***** Data to use
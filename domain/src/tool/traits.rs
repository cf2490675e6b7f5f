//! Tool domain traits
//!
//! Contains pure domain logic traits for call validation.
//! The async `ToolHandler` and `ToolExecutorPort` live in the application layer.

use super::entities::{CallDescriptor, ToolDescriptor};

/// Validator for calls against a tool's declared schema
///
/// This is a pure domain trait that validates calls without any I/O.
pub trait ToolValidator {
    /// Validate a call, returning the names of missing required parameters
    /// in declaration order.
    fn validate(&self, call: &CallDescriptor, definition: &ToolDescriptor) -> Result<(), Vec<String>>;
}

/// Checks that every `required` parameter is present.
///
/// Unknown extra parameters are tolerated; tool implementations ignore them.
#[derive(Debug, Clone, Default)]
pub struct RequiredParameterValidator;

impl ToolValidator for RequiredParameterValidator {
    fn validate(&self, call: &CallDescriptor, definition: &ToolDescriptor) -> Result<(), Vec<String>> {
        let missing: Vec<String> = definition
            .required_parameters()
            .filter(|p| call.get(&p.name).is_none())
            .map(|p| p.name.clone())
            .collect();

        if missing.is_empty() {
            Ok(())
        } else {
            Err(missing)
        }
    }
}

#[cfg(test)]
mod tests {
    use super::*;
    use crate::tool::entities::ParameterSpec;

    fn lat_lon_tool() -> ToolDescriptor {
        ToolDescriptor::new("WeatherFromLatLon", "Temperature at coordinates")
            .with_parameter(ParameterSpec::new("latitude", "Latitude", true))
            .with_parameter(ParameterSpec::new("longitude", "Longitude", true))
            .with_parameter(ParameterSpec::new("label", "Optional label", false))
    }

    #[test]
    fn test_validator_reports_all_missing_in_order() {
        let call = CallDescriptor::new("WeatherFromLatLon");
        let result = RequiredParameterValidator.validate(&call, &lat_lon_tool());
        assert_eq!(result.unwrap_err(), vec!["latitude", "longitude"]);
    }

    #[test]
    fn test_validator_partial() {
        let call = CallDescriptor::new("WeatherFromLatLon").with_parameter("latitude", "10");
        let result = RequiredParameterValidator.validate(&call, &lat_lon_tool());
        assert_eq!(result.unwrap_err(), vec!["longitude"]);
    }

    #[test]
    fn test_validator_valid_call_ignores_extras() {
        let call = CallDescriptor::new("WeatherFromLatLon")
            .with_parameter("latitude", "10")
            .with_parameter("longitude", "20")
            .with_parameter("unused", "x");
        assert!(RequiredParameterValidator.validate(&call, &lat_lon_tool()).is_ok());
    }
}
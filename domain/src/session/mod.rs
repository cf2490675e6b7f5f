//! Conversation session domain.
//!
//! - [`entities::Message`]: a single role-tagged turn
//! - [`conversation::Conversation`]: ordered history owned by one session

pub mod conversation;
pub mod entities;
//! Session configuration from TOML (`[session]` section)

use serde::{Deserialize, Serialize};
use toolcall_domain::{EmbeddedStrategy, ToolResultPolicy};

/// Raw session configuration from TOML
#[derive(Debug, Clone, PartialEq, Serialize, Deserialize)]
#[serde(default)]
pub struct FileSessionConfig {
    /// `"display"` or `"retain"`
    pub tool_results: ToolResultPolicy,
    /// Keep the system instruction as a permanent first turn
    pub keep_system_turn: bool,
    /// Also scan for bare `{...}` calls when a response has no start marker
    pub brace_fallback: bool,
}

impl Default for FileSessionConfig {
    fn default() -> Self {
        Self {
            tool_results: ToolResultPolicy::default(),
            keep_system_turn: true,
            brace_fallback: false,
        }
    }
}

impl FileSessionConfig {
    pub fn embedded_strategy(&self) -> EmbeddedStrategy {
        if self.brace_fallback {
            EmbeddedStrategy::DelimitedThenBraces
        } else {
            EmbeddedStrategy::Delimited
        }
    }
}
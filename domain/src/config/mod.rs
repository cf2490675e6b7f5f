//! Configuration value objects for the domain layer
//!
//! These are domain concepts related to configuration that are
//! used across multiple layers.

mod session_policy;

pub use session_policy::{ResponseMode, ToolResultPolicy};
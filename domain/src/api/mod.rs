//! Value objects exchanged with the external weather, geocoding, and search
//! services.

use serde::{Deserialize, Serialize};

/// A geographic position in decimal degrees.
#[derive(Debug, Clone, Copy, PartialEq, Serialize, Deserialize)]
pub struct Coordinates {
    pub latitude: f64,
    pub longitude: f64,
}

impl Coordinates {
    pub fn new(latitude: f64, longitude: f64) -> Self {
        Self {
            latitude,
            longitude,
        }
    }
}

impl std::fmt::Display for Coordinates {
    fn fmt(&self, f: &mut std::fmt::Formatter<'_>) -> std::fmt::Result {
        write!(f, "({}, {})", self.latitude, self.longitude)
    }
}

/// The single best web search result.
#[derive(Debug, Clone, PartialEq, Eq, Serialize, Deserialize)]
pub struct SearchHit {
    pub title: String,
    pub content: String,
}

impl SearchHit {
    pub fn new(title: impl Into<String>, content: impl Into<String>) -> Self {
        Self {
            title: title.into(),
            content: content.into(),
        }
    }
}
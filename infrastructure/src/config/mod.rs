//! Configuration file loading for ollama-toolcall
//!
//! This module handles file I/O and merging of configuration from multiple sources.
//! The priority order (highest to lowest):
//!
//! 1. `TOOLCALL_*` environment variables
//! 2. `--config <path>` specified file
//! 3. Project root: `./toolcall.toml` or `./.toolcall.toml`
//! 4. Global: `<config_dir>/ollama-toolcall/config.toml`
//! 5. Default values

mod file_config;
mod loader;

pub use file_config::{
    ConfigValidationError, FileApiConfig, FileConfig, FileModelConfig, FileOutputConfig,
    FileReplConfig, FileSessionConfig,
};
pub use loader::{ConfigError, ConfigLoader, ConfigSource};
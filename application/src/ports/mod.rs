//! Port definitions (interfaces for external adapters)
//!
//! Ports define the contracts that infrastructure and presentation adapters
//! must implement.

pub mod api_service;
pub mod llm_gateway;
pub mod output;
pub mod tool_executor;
**********
=== What is being asked ===
Here the job is to restate all of the data word for word.

=== Exercise answer ===
filename domain/src/tool/traits.rs
repository cf2490675e6b7f5f
//! Tool domain traits
//!
//! Contains pure domain logic traits for call validation.
//! The async `ToolHandler` and `ToolExecutorPort` live in the application layer.

use super::entities::{CallDescriptor, ToolDescriptor};

/// Validator for calls against a tool's declared schema
///
/// This is a pure domain trait that validates calls without any I/O.
pub trait ToolValidator {
    /// Validate a call, returning the names of missing required parameters
    /// in declaration order.
    fn validate(&self, call: &CallDescriptor, definition: &ToolDescriptor) -> Result<(), Vec<String>>;
}

/// Checks that every `required` parameter is present.
///
/// Unknown extra parameters are tolerated; tool implementations ignore them.
#[derive(Debug, Clone, Default)]
pub struct RequiredParameterValidator;

impl ToolValidator for RequiredParameterValidator {
    fn validate(&self, call: &CallDescriptor, definition: &ToolDescriptor) -> Result<(), Vec<String>> {
        let missing: Vec<String> = definition
            .required_parameters()
            .filter(|p| call.get(&p.name).is_none())
            .map(|p| p.name.clone())
            .collect();

        if missing.is_empty() {
            Ok(())
        } else {
            Err(missing)
        }
    }
}

#[cfg(test)]
mod tests {
    use super::*;
    use crate::tool::entities::ParameterSpec;

    fn lat_lon_tool() -> ToolDescriptor {
        ToolDescriptor::new("WeatherFromLatLon", "Temperature at coordinates")
            .with_parameter(ParameterSpec::new("latitude", "Latitude", true))
            .with_parameter(ParameterSpec::new("longitude", "Longitude", true))
            .with_parameter(ParameterSpec::new("label", "Optional label", false))
    }

    #[test]
    fn test_validator_reports_all_missing_in_order() {
        let call = CallDescriptor::new("WeatherFromLatLon");
        let result = RequiredParameterValidator.validate(&call, &lat_lon_tool());
        assert_eq!(result.unwrap_err(), vec!["latitude", "longitude"]);
    }

    #[test]
    fn test_validator_partial() {
        let call = CallDescriptor::new("WeatherFromLatLon").with_parameter("latitude", "10");
        let result = RequiredParameterValidator.validate(&call, &lat_lon_tool());
        assert_eq!(result.unwrap_err(), vec!["longitude"]);
    }

    #[test]
    fn test_validator_valid_call_ignores_extras() {
        let call = CallDescriptor::new("WeatherFromLatLon")
            .with_parameter("latitude", "10")
            .with_parameter("longitude", "20")
            .with_parameter("unused", "x");
        assert!(RequiredParameterValidator.validate(&call, &lat_lon_tool()).is_ok());
    }
}
filename domain/src/session/mod.rs
repository cf2490675e6b7f5f
//! Conversation session domain.
//!
//! - [`entities::Message`]: a single role-tagged turn
//! - [`conversation::Conversation`]: ordered history owned by one session

pub mod conversation;
pub mod entities;
//! Session configuration from TOML (`[session]` section)

use serde::{Deserialize, Serialize};
use toolcall_domain::{EmbeddedStrategy, ToolResultPolicy};

/// Raw session configuration from TOML
#[derive(Debug, Clone, PartialEq, Serialize, Deserialize)]
#[serde(default)]
pub struct FileSessionConfig {
    /// `"display"` or `"retain"`
    pub tool_results: ToolResultPolicy,
    /// Keep the system instruction as a permanent first turn
    pub keep_system_turn: bool,
    /// Also scan for bare `{...}` calls when a response has no start marker
    pub brace_fallback: bool,
}

impl Default for FileSessionConfig {
    fn default() -> Self {
        Self {
            tool_results: ToolResultPolicy::default(),
            keep_system_turn: true,
            brace_fallback: false,
        }
    }
}

impl FileSessionConfig {
    pub fn embedded_strategy(&self) -> EmbeddedStrategy {
        if self.brace_fallback {
            EmbeddedStrategy::DelimitedThenBraces
        } else {
            EmbeddedStrategy::Delimited
        }
    }
}
filename domain/src/config/mod.rs
repository cf2490675e6b7f5f
//! Configuration value objects for the domain layer
//!
//! These are domain concepts related to configuration that are
//! used across multiple layers.

mod session_policy;

pub use session_policy::{ResponseMode, ToolResultPolicy};
filename domain/src/api/mod.rs
//! Value objects exchanged with the external weather, geocoding, and search
//! services.

use serde::{Deserialize, Serialize};

/// A geographic position in decimal degrees.
#[derive(Debug, Clone, Copy, PartialEq, Serialize, Deserialize)]
pub struct Coordinates {
    pub latitude: f64,
    pub longitude: f64,
}

impl Coordinates {
    pub fn new(latitude: f64, longitude: f64) -> Self {
        Self {
            latitude,
            longitude,
        }
    }
}

impl std::fmt::Display for Coordinates {
    fn fmt(&self, f: &mut std::fmt::Formatter<'_>) -> std::fmt::Result {
        write!(f, "({}, {})", self.latitude, self.longitude)
    }
}

/// The single best web search result.
#[derive(Debug, Clone, PartialEq, Eq, Serialize, Deserialize)]
pub struct SearchHit {
    pub title: String,
    pub content: String,
}

impl SearchHit {
    pub fn new(title: impl Into<String>, content: impl Into<String>) -> Self {
        Self {
            title: title.into(),
            content: content.into(),
        }
    }
}
filename infrastructure/src/config/mod.rs
//! Configuration file loading for ollama-toolcall
//!
//! This module handles file I/O and merging of configuration from multiple sources.
//! The priority order (highest to lowest):
//!
//! 1. `TOOLCALL_*` environment variables
//! 2. `--config <path>` specified file
//! 3. Project root: `./toolcall.toml` or `./.toolcall.toml`
//! 4. Global: `<config_dir>/ollama-toolcall/config.toml`
//! 5. Default values

mod file_config;
mod loader;

pub use file_config::{
    ConfigValidationError, FileApiConfig, FileConfig, FileModelConfig, FileOutputConfig,
    FileReplConfig, FileSessionConfig,
};
pub use loader::{ConfigError, ConfigLoader, ConfigSource};
filename application/src/ports/mod.rs
//! Port definitions (interfaces for external adapters)
//!
//! Ports define the contracts that infrastructure and presentation adapters
//! must implement.

pub mod api_service;
pub mod llm_gateway;
pub mod output;
pub mod tool_executor;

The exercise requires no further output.